**What this task involves**
Go through the data and copy each line where the string "maxResults" appears.

[Opening Data section]

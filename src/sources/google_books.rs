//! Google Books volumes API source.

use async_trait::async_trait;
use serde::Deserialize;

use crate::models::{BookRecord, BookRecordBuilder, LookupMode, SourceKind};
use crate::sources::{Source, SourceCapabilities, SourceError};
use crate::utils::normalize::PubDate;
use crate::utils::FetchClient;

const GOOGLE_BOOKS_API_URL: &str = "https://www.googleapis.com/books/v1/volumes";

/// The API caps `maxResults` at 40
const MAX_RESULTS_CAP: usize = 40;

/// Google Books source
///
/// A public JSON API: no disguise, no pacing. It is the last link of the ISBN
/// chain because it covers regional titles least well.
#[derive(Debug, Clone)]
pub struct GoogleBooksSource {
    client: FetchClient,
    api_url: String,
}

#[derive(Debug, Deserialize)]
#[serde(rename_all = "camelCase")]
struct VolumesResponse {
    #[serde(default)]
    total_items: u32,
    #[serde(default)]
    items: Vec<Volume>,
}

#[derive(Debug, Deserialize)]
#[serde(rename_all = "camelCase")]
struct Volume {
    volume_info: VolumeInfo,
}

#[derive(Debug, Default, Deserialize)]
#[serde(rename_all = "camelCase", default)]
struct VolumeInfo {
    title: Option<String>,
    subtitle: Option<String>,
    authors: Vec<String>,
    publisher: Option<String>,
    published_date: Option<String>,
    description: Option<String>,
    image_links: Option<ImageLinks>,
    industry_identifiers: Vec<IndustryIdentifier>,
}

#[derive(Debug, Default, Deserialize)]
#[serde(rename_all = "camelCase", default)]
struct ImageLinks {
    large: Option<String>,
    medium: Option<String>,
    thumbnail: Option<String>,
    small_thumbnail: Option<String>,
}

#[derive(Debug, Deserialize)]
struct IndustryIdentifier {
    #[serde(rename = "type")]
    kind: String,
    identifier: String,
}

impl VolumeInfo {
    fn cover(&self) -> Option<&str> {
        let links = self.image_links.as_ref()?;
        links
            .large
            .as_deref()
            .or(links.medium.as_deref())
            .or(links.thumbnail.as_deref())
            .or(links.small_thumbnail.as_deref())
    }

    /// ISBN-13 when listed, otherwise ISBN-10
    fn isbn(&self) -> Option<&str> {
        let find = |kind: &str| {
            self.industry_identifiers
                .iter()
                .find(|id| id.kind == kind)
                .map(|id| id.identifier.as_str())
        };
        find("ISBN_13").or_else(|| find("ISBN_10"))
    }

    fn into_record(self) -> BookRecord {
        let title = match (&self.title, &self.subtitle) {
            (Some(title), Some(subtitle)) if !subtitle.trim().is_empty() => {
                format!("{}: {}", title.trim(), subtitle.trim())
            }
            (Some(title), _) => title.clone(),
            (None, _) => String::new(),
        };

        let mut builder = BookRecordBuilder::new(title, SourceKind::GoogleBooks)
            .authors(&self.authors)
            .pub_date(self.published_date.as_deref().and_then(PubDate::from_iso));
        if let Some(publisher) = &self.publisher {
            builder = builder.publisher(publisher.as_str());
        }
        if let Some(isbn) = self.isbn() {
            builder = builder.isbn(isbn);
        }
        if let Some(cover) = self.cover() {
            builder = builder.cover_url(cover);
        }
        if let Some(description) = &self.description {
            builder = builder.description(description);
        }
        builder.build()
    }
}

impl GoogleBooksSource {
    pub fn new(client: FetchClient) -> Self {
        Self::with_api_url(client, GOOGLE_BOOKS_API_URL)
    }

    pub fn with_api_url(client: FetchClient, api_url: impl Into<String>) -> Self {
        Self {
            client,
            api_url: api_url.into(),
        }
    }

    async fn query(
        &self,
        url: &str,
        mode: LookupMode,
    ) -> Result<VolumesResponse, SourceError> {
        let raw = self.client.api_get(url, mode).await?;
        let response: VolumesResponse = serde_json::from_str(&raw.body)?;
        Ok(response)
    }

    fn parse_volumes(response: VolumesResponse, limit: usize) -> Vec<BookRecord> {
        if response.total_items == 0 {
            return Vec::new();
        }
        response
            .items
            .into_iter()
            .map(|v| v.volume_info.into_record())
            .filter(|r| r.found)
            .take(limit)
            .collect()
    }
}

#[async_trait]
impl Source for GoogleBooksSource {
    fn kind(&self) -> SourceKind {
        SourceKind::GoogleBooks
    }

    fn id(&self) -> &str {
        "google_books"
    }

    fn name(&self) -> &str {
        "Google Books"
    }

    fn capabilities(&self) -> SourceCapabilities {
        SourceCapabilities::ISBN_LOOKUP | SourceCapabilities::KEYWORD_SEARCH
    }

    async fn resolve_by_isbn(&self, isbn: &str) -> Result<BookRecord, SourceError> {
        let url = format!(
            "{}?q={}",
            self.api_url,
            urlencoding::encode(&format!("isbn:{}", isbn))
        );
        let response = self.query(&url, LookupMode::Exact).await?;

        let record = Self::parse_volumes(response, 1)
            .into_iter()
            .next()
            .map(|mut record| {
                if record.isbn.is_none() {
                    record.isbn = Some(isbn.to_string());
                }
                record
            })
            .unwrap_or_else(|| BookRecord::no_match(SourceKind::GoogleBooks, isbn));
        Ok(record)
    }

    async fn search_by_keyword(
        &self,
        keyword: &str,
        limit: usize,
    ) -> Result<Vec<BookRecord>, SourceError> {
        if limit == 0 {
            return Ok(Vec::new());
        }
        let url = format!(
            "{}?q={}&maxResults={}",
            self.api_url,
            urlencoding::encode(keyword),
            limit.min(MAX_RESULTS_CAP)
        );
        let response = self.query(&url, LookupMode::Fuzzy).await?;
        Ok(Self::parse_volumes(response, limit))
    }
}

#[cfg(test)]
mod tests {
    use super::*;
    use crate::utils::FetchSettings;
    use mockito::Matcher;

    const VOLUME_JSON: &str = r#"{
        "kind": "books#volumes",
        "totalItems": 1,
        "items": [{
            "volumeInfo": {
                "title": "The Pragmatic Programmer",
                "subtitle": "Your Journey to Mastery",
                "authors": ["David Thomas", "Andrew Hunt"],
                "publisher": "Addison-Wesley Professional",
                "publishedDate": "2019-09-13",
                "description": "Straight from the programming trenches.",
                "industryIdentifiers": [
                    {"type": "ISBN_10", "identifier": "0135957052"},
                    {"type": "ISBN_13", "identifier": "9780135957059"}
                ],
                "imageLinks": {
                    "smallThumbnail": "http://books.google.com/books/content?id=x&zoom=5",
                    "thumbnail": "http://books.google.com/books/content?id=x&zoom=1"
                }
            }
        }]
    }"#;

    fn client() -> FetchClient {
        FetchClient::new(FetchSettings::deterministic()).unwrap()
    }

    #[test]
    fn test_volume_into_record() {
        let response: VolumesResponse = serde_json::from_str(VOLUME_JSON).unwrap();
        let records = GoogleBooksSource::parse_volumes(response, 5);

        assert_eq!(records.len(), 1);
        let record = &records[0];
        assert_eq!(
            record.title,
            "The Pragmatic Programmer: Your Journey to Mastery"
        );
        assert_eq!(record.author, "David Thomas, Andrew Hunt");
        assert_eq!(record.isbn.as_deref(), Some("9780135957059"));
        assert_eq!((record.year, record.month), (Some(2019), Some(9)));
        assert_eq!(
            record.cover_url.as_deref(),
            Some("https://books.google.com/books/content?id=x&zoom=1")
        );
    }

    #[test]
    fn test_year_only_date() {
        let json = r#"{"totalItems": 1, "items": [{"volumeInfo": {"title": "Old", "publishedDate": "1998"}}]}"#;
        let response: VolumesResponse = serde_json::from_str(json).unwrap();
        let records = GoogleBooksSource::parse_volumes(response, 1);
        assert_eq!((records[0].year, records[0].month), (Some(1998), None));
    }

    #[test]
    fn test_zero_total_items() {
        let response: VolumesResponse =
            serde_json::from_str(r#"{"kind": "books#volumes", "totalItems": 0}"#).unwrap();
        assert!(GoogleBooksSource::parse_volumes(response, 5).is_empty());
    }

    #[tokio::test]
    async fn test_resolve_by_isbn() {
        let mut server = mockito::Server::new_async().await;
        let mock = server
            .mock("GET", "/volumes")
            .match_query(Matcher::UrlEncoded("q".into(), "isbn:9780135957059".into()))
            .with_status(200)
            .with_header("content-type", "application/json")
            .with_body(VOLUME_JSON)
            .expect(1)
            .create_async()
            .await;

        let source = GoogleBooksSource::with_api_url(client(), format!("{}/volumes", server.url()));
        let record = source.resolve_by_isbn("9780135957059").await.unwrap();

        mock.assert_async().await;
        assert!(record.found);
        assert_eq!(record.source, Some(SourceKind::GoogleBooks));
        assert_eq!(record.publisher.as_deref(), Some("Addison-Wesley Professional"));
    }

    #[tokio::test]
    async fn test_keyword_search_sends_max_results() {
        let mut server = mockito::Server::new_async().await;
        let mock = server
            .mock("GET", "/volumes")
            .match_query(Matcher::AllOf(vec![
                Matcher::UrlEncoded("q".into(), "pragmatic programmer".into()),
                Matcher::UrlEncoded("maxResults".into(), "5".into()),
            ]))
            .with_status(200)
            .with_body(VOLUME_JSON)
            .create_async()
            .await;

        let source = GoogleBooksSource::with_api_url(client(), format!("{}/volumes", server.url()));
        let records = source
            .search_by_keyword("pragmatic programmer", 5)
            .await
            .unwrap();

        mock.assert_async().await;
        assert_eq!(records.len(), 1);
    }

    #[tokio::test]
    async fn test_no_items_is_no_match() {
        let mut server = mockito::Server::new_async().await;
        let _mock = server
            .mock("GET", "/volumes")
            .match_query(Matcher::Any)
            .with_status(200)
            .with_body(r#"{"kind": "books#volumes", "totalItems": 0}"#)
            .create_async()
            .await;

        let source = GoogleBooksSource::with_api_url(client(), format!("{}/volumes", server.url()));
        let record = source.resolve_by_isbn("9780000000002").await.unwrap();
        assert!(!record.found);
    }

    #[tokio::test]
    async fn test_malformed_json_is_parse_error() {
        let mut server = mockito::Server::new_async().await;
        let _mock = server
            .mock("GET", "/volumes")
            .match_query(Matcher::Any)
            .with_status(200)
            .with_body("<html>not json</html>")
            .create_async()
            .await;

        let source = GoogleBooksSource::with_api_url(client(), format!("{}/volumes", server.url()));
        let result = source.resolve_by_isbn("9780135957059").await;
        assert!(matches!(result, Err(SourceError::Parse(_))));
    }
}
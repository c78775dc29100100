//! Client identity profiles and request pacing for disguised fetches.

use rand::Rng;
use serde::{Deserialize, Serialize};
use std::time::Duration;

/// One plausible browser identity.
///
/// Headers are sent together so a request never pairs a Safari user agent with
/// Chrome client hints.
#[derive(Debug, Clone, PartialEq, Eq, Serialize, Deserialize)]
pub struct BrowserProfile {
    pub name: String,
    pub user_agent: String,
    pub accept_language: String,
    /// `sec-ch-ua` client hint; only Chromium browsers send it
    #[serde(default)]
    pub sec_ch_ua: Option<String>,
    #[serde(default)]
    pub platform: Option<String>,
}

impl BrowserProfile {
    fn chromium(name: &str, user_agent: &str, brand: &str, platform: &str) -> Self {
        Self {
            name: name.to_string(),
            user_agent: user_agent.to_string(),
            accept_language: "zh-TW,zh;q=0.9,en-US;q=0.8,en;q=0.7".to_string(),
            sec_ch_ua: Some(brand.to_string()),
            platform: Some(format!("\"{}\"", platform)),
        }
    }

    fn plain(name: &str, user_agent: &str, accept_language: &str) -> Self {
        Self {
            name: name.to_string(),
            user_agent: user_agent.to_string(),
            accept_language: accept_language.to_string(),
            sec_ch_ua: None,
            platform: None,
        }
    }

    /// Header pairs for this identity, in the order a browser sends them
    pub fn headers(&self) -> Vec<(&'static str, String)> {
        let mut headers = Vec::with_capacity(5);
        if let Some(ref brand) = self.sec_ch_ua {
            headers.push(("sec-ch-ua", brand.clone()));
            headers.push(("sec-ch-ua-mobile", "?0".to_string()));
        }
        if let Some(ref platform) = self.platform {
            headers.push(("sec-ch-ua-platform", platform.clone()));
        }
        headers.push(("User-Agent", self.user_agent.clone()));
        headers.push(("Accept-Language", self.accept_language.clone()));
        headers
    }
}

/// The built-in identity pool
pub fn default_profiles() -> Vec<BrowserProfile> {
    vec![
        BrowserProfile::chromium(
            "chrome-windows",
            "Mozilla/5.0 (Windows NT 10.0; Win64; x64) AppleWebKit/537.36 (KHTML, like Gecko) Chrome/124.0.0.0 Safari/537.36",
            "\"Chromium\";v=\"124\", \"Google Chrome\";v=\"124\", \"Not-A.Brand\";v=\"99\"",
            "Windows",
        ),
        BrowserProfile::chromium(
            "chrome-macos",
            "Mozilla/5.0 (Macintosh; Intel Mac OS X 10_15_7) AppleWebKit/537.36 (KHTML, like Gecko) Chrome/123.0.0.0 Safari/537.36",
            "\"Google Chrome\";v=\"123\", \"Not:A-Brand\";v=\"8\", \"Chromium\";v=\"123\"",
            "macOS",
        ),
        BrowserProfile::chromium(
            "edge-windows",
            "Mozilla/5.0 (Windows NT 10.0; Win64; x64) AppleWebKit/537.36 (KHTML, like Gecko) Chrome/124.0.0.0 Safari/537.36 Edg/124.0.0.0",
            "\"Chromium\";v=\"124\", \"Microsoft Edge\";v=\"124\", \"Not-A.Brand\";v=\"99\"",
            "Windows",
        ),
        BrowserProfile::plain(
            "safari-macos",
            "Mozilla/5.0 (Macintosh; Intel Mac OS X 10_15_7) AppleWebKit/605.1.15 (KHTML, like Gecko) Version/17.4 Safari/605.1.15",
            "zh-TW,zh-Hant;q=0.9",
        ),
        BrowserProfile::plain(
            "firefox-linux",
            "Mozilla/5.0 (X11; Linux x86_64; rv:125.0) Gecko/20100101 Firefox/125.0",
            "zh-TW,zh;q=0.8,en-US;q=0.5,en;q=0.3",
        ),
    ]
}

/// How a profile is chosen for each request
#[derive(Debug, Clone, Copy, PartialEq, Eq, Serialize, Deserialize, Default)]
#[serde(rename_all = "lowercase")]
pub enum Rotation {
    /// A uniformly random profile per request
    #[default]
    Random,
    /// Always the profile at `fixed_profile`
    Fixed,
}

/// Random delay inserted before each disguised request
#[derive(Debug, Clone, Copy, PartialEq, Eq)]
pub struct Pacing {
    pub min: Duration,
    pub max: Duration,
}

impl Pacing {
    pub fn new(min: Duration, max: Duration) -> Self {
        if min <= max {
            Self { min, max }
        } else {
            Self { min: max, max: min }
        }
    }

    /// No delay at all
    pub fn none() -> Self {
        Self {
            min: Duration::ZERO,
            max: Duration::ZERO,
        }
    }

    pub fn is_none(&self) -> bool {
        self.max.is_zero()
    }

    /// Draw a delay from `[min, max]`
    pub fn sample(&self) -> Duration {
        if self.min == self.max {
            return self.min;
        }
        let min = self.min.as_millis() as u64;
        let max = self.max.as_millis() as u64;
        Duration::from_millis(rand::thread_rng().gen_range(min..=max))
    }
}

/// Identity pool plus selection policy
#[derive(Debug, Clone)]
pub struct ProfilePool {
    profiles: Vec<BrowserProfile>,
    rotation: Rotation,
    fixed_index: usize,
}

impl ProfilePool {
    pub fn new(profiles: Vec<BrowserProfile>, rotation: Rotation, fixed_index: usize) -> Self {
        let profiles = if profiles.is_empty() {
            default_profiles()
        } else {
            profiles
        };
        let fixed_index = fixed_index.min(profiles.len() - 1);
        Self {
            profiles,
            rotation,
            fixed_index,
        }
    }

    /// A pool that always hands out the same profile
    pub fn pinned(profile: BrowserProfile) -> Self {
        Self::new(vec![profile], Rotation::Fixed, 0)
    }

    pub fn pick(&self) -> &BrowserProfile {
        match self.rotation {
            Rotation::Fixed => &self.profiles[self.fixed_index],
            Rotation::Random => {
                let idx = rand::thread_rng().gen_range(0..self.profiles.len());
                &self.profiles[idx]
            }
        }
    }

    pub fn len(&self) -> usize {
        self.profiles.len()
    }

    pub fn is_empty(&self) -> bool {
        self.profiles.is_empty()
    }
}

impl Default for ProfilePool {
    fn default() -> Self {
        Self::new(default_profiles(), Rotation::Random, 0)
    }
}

[Closing Data section]

**Answer space**
/// The API caps `maxResults` at 40
            "{}?q={}&maxResults={}",
                Matcher::UrlEncoded("maxResults".into(), "5".into()),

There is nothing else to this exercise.